研究人员讨论指出，哺乳动物Müller细胞在损伤后仅短暂弱增殖并走向胶质瘢痕化而非神经再生，此"开关"可能与Hippo活化及Wnt/β-catenin受抑有关。COH早期视网膜出现β-catenin与YAP瞬时升高趋势（潜在去分化窗口），持续高IOP后二者活性受抑，伴随TNF-α mRNA持续升高。阻断TNFR1可降低COH视网膜及活化Müller细胞中p-β-catenin与p-YAP水平，确认TNF-α经由TNFR1抑制Wnt/β-catenin（促进β-catenin磷酸化降解、降低Wnt3a及升高p-GSK3β）并激活Hippo通路（MST1磷酸化增强→YAP磷酸化滞留胞质、阻碍核转位），从而下调Cyclin D1/D2及干性标记Nestin、Ascl1，抑制Müller细胞增殖与去分化为祖细胞样状态。

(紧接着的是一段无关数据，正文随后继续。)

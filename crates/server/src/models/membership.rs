//! Membership model.

use serde::Serialize;

use nighthawk_core::{CustomerId, MembershipId};

/// A membership owned by a single customer.
#[derive(Debug, Clone, PartialEq, Eq, Serialize, sqlx::FromRow)]
#[serde(rename_all = "camelCase")]
pub struct Membership {
    pub id: MembershipId,
    pub description: String,
    pub customer_id: CustomerId,
}
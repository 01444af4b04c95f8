//! Customer product model.

use serde::{Deserialize, Serialize};

use nighthawk_core::ProductId;

/// A named product attached to customers.
///
/// Product names double as authorization roles (e.g. `ROLE_USER`).
#[derive(Debug, Clone, PartialEq, Eq, Serialize, Deserialize, sqlx::FromRow)]
pub struct CustomerProduct {
    pub id: ProductId,
    pub name: String,
}
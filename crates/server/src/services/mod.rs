//! Business logic services.
//!
//! # Services
//!
//! - `customers` - Customer, product and membership orchestration
//! - `jokes` - Joke listing and reactions
//! - `auth` - Password authentication over an identity provider

pub mod auth;
pub mod customers;
pub mod jokes;

pub use auth::{AuthError, AuthService, Identity, IdentityProvider};
pub use customers::{CustomerService, DefaultsReport, ServiceError};
pub use jokes::JokeService;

Stat3磷酸化参与上述过程但具体中介作用待证。MST1激活可能经TRAF2（TNF receptor-associated factor 2）募集至TNF-RSC或TNF-α诱导ROS途径，需在Müller细胞中进一步验证。种属差异致斑马鱼中TNF-α促再生与此处抑制效应不同。

结论（翻译）： 本研究表明，在COH小鼠视网膜中，TNF-α通过结合TNFR1抑制Wnt/β-catenin信号通路并激活Hippo信号通路，从而阻止Müller细胞的增殖与向干细胞重编程。阻断TNFR1可部分恢复Müller细胞中Wnt/β-catenin活性、抑制Hippo通路活化，上调Cyclin D1/D2、Nestin及Ascl1表达，提示拮抗TNF-α/TNFR1信号或可成为促进哺乳动物青光眼视网膜内源性Müller细胞重编程与再生的潜在靶点，但其完全功能验证尚需谱系追踪及功能整合实验证实。